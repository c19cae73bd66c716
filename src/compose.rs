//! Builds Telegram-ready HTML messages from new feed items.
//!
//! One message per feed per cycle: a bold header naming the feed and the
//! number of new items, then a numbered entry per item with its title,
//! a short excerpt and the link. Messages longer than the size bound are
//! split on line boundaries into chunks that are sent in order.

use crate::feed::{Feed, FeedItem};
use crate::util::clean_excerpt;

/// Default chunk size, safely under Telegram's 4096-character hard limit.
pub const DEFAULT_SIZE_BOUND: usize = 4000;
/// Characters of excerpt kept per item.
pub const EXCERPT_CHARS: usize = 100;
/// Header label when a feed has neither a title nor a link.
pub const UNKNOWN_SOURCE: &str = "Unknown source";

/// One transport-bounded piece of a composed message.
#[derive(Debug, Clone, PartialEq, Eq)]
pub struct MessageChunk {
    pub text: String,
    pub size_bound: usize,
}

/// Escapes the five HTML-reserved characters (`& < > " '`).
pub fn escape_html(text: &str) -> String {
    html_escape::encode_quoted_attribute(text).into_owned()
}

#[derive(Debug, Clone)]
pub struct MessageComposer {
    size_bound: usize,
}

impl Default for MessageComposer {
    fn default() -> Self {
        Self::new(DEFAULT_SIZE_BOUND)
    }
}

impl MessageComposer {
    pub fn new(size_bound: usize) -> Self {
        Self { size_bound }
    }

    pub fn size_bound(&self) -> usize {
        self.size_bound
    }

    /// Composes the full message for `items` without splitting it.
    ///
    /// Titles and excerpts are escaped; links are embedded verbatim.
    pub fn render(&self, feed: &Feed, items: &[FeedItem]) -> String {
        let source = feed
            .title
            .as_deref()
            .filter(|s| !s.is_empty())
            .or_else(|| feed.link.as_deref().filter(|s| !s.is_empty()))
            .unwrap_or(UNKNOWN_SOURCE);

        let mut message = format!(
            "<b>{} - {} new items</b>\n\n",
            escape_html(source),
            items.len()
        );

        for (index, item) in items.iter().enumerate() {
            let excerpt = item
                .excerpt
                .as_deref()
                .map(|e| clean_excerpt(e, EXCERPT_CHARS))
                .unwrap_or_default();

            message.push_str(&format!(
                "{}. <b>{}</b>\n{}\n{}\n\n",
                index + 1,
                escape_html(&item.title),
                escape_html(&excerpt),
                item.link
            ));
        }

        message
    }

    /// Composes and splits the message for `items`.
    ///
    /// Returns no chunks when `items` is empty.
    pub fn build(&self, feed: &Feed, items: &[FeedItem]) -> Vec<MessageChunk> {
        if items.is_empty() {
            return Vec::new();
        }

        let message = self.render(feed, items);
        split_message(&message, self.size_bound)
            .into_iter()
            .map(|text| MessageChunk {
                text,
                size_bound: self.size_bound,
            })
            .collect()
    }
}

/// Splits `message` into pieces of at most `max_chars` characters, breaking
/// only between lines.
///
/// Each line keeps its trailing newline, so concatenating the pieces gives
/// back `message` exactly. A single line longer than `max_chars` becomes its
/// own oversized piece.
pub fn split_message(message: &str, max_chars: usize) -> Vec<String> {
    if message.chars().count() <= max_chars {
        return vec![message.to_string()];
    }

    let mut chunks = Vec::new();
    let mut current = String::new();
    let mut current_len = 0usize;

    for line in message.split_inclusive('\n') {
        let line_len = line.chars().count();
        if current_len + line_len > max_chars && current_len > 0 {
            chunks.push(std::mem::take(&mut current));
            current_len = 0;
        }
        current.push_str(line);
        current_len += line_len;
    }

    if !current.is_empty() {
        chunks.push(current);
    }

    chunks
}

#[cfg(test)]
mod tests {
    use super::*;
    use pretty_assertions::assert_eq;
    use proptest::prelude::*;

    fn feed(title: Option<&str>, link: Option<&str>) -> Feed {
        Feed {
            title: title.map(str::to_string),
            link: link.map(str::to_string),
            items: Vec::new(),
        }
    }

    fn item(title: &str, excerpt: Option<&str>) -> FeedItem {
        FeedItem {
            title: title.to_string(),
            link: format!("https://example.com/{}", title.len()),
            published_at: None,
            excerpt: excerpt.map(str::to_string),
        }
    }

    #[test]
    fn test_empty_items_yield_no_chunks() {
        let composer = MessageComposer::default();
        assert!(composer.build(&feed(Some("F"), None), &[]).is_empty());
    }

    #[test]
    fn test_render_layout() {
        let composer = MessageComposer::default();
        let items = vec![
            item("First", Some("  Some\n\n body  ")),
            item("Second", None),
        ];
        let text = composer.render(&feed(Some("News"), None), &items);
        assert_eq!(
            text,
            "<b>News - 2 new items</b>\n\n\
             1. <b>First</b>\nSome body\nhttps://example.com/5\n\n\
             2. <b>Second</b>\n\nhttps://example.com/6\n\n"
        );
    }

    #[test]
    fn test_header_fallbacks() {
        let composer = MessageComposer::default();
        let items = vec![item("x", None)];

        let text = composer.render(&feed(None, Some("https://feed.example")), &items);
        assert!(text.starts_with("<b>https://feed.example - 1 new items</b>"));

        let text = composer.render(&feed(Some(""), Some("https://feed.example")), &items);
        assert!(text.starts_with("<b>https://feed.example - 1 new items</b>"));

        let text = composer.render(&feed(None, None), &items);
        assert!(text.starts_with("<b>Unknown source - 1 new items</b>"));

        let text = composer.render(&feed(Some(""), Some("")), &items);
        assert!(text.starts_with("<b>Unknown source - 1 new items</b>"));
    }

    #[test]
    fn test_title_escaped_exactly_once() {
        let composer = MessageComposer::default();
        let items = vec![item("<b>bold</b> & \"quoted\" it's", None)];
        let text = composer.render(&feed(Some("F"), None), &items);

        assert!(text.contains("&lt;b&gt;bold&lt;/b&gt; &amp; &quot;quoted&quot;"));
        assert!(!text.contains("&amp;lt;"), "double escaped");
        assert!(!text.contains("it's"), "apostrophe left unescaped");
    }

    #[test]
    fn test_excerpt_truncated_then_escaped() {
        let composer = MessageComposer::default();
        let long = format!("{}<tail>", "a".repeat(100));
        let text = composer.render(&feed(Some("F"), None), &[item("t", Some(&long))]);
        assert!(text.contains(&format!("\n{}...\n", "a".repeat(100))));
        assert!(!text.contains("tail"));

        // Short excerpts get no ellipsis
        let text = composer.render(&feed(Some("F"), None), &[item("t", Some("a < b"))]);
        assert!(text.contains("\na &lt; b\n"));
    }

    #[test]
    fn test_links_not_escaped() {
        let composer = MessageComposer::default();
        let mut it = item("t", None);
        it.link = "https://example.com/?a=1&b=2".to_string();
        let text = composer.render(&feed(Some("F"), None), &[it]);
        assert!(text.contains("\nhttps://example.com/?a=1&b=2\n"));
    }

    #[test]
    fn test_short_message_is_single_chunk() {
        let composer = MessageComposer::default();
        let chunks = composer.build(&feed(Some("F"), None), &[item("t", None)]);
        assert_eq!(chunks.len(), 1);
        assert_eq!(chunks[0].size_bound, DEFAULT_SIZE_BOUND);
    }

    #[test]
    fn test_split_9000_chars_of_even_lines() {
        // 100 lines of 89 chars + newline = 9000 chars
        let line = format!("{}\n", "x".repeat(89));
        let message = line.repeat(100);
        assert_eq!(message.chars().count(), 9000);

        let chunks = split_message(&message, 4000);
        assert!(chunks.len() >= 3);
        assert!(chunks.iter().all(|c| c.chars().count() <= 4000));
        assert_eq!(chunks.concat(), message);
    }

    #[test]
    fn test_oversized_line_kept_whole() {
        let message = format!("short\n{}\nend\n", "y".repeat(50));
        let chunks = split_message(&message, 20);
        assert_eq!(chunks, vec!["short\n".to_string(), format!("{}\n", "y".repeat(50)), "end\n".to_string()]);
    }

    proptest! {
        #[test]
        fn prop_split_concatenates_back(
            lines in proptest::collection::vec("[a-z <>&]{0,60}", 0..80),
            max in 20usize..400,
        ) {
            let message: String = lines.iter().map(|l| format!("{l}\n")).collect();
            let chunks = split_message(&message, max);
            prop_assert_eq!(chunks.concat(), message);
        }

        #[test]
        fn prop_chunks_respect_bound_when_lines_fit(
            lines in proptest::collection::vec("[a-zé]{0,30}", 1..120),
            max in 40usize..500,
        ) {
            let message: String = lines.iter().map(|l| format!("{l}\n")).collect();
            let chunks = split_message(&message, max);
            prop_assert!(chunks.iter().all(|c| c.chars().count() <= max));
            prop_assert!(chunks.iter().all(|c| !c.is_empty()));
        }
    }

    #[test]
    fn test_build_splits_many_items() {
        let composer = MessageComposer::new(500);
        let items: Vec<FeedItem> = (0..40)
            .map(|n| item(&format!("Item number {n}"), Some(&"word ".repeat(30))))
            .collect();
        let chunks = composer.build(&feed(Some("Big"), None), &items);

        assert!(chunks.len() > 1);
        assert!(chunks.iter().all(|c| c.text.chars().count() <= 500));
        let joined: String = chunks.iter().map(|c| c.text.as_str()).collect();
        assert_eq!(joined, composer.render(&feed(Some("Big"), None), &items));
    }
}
+===+
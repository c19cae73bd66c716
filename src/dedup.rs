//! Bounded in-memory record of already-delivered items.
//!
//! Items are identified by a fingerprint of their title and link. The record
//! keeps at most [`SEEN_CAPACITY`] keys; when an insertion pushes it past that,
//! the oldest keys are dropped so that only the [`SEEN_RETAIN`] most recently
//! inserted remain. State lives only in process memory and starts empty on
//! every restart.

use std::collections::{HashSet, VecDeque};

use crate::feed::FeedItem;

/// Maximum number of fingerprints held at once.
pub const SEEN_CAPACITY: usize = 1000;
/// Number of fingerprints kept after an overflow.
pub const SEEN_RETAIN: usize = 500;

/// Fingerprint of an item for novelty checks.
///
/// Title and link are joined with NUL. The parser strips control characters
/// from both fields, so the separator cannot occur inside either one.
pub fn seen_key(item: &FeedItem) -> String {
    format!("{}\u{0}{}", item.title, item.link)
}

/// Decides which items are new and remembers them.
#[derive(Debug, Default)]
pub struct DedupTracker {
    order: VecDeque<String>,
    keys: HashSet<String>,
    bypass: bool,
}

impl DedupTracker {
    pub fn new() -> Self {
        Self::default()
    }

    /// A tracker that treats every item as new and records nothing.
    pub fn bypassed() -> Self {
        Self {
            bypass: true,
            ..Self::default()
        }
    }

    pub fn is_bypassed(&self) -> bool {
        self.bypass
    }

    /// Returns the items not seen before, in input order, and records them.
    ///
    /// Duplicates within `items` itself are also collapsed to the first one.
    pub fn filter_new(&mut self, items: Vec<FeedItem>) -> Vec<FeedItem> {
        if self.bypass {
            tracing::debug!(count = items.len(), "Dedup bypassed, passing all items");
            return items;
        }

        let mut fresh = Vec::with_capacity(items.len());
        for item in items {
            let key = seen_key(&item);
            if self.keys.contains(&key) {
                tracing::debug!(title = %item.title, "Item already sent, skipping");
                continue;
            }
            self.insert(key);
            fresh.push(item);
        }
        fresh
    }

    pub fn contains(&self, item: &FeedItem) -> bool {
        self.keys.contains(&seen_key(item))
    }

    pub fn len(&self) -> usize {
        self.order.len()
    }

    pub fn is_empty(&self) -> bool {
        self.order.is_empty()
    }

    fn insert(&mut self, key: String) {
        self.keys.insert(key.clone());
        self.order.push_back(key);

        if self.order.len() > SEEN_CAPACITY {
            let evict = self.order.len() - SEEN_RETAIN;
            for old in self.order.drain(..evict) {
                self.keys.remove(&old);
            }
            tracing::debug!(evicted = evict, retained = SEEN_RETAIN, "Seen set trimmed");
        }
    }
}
+===+
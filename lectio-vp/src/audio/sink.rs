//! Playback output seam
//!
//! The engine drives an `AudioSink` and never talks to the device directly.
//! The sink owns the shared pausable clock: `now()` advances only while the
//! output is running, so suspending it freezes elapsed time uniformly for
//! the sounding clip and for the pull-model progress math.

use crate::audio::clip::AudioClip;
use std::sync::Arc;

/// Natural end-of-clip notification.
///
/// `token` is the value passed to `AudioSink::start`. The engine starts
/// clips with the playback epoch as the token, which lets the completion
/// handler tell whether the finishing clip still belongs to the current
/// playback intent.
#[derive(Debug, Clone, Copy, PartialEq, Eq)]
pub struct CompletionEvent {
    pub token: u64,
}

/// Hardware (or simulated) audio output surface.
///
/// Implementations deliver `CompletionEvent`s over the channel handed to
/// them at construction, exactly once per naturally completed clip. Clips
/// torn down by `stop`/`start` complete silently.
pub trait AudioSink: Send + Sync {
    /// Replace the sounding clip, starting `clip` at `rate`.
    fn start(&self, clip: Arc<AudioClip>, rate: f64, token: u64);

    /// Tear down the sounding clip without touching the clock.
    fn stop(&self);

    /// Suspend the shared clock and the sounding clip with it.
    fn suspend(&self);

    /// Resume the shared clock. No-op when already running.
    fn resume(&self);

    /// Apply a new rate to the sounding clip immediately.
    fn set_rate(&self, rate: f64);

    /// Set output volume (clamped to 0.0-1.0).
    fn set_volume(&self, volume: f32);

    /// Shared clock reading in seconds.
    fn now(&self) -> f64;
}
+===+
Look through the data above and return exactly the lines from the one that contains "number of new" to the one that contains "4096-character hard limit.", inclusive, with nothing else.

REPLY TO THE EXERCISE -
//! number of new items, then a numbered entry per item with its title,
//! a short excerpt and the link. Messages longer than the size bound are
//! split on line boundaries into chunks that are sent in order.

use crate::feed::{Feed, FeedItem};
use crate::util::clean_excerpt;

/// Default chunk size, safely under Telegram's 4096-character hard limit.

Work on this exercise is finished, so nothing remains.